John pulls Dean to his feet and hands Sammy over to him. Dean doesn't need help holding the baby anymore; he already knows just where his arms go so Sammy's neck doesn't hurt
"Take your brother outside as fast as you can," John tells him urgently. "Don't look back!" Dean's still not moving, rooted to his spot with fear, and John can't have that, can't risk his boys like he's risking himself. "Now, Dean, go!"
Dean goes, and John only stays in place long enough to make sure that he isn't gonna see what John's about to do. He turns and runs through the wall of flames, hoping he's not too late, and stops short on the other side. It's completely black with smoke in a way the other side wasn't. He can't see anything, can barely breathe, and he drops to his knees for cleaner air that doesn't exist, crawling forward and calling to his wife.
Everything is listing to the left. John can tell it, even if he can't see anything but black and dark grey with bits of orange in the corners. The makeshift mask his t-shirt makes is almost completely useless right now, but even that tiny bit of help is necessary. He runs into a wall, the hallway wall, and he knows that's not a good sign. He's over-correcting and trying to move against the spin of the room that isn't actually spinning.

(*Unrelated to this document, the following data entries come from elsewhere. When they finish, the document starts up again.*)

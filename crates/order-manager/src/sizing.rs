//! Position Sizing
//!
//! Turns a signal and an account snapshot into a whole number of shares.
//! Every policy's result then passes through the portfolio heat limits.

use log::debug;
use meridian_core::{AccountState, Quantity, Signal};
use meridian_risk_manager::{HeatAction, PortfolioHeatManager};
use rust_decimal::Decimal;
use rust_decimal_macros::dec;
use serde::{Deserialize, Serialize};

/// Allocation used when Kelly inputs are not usable
const KELLY_FALLBACK_PCT: Decimal = dec!(0.05);
/// Stop distance in ATRs when the signal carries no stop
const DEFAULT_STOP_ATR: Decimal = dec!(2);

#[derive(Debug, Clone, PartialEq, Serialize, Deserialize)]
#[serde(tag = "kind", rename_all = "snake_case")]
pub enum SizingPolicy {
    FixedDollar {
        amount: Decimal,
    },
    FixedPercent {
        pct: Decimal,
    },
    VolatilityAdjusted {
        risk_per_trade_pct: Decimal,
        stop_multiplier: Decimal,
        max_position_pct: Decimal,
    },
    Kelly {
        win_rate: Decimal,
        reward_risk: Decimal,
        safety_fraction: Decimal,
        max_position_pct: Decimal,
    },
}

impl Default for SizingPolicy {
    fn default() -> Self {
        SizingPolicy::VolatilityAdjusted {
            risk_per_trade_pct: dec!(0.01), // 1% of capital per trade
            stop_multiplier: dec!(2),       // Stop 2 ATR away
            max_position_pct: dec!(0.25),   // 25% max per position
        }
    }
}

impl SizingPolicy {
    pub fn fixed_dollar() -> Self {
        SizingPolicy::FixedDollar { amount: dec!(10000) }
    }

    pub fn fixed_percent() -> Self {
        SizingPolicy::FixedPercent { pct: dec!(0.10) }
    }

    /// Half-Kelly capped at 25%
    pub fn kelly(win_rate: Decimal, reward_risk: Decimal) -> Self {
        SizingPolicy::Kelly {
            win_rate,
            reward_risk,
            safety_fraction: dec!(0.5),
            max_position_pct: dec!(0.25),
        }
    }
}

#[derive(Debug, Clone, PartialEq)]
pub struct SizeDecision {
    pub shares: Quantity,
    pub dollar_amount: Decimal,
    pub risk_amount: Decimal,
    pub reasoning: String,
}

impl SizeDecision {
    fn zero(reasoning: impl Into<String>) -> Self {
        Self {
            shares: Decimal::ZERO,
            dollar_amount: Decimal::ZERO,
            risk_amount: Decimal::ZERO,
            reasoning: reasoning.into(),
        }
    }
}

/// Kelly fraction of capital, clamped to [0, max]; None when inputs are unusable
pub fn kelly_fraction(win_rate: Decimal, reward_risk: Decimal, safety: Decimal, max: Decimal) -> Option<Decimal> {
    if win_rate < dec!(0.4) || win_rate > Decimal::ONE || reward_risk <= Decimal::ZERO {
        return None;
    }
    let raw = (reward_risk * win_rate - (Decimal::ONE - win_rate)) / reward_risk;
    Some((raw * safety).clamp(Decimal::ZERO, max))
}

/// Shares for `signal` under `policy` alone, before any heat limit
///
/// The backtester sizes this way; live entries go through [`PositionSizer`].
pub fn policy_size(signal: &Signal, account: &AccountState, policy: &SizingPolicy) -> SizeDecision {
    let price = signal.price;
    let pv = account.portfolio_value;
    if price <= Decimal::ZERO || pv <= Decimal::ZERO {
        return SizeDecision::zero(format!("no size at price {price} with portfolio value {pv}"));
    }

    let (shares, reasoning) = match policy {
        SizingPolicy::FixedDollar { amount } => ((*amount / price).floor(), format!("fixed ${amount}")),
        SizingPolicy::FixedPercent { pct } => (
            (pv * *pct / price).floor(),
            format!("fixed {}% of {}", *pct * Decimal::ONE_HUNDRED, pv),
        ),
        SizingPolicy::VolatilityAdjusted {
            risk_per_trade_pct,
            stop_multiplier,
            max_position_pct,
        } => {
            let Some(atr) = signal.atr.filter(|a| *a > Decimal::ZERO) else {
                return SizeDecision::zero("volatility sizing needs a positive ATR");
            };
            let risk = pv * *risk_per_trade_pct;
            let distance = atr * *stop_multiplier;
            let shares = (risk / distance).floor().max(Decimal::ONE);
            let cap = (pv * *max_position_pct / price).floor();
            (
                shares.min(cap),
                format!("risk {risk} over stop distance {distance}, cap {cap}"),
            )
        }
        SizingPolicy::Kelly {
            win_rate,
            reward_risk,
            safety_fraction,
            max_position_pct,
        } => {
            let (fraction, note) = match kelly_fraction(*win_rate, *reward_risk, *safety_fraction, *max_position_pct) {
                Some(f) => (f, "kelly"),
                None => (KELLY_FALLBACK_PCT, "kelly inputs rejected, fallback"),
            };
            (
                (pv * fraction / price).floor(),
                format!("{note} {}% of capital", (fraction * Decimal::ONE_HUNDRED).round_dp(2)),
            )
        }
    };

    let risk_per_share = risk_per_share(signal);
    SizeDecision {
        shares,
        dollar_amount: shares * price,
        risk_amount: shares * risk_per_share,
        reasoning,
    }
}

/// Stop distance: the signal's stop, else two ATRs, else nothing
fn risk_per_share(signal: &Signal) -> Decimal {
    signal
        .stop_loss
        .map(|stop| (signal.price - stop).abs())
        .or_else(|| signal.atr.map(|atr| atr * DEFAULT_STOP_ATR))
        .unwrap_or(Decimal::ZERO)
}

#[derive(Debug, Clone)]
pub struct PositionSizer {
    heat: PortfolioHeatManager,
}

impl PositionSizer {
    pub fn new(heat: PortfolioHeatManager) -> Self {
        Self { heat }
    }

    /// Shares for `signal` under `policy`, after the heat cap
    pub fn size(
        &self,
        signal: &Signal,
        account: &AccountState,
        policy: &SizingPolicy,
        current_heat: Decimal,
    ) -> SizeDecision {
        let base = policy_size(signal, account, policy);
        if base.shares <= Decimal::ZERO {
            return base;
        }

        let risk_per_share = risk_per_share(signal);
        let adjustment =
            self.heat
                .adjust_for_heat(base.shares, risk_per_share, current_heat, account.portfolio_value);
        let reasoning = if adjustment.action == HeatAction::Unchanged {
            base.reasoning
        } else {
            format!("{}; {}", base.reasoning, adjustment.reason)
        };
        let shares = adjustment.shares;

        debug!(
            "[SIZING] {} {} shares @ {} ({})",
            signal.symbol, shares, signal.price, reasoning
        );
        SizeDecision {
            shares,
            dollar_amount: shares * signal.price,
            risk_amount: shares * risk_per_share,
            reasoning,
        }
    }
}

It means he's not getting enough clean air, and that's bad, but he can't give up, can't go back until he's got Mary and she's safe. John's using the wall to pull himself up unsteadily when he hears three rapid fire shots-pop, pop, pop.
It gives John his second wind, and he goes stumbling forward. The smoke is thinner there, in the nursery, and he can see Mary clutching that piece of shit gun. She's shaky and wobbling, and there's a dark red stain on her nightgown, dripping down from her stomach to her ragged, ripped hem.
It's the last thing he sees before everything goes black.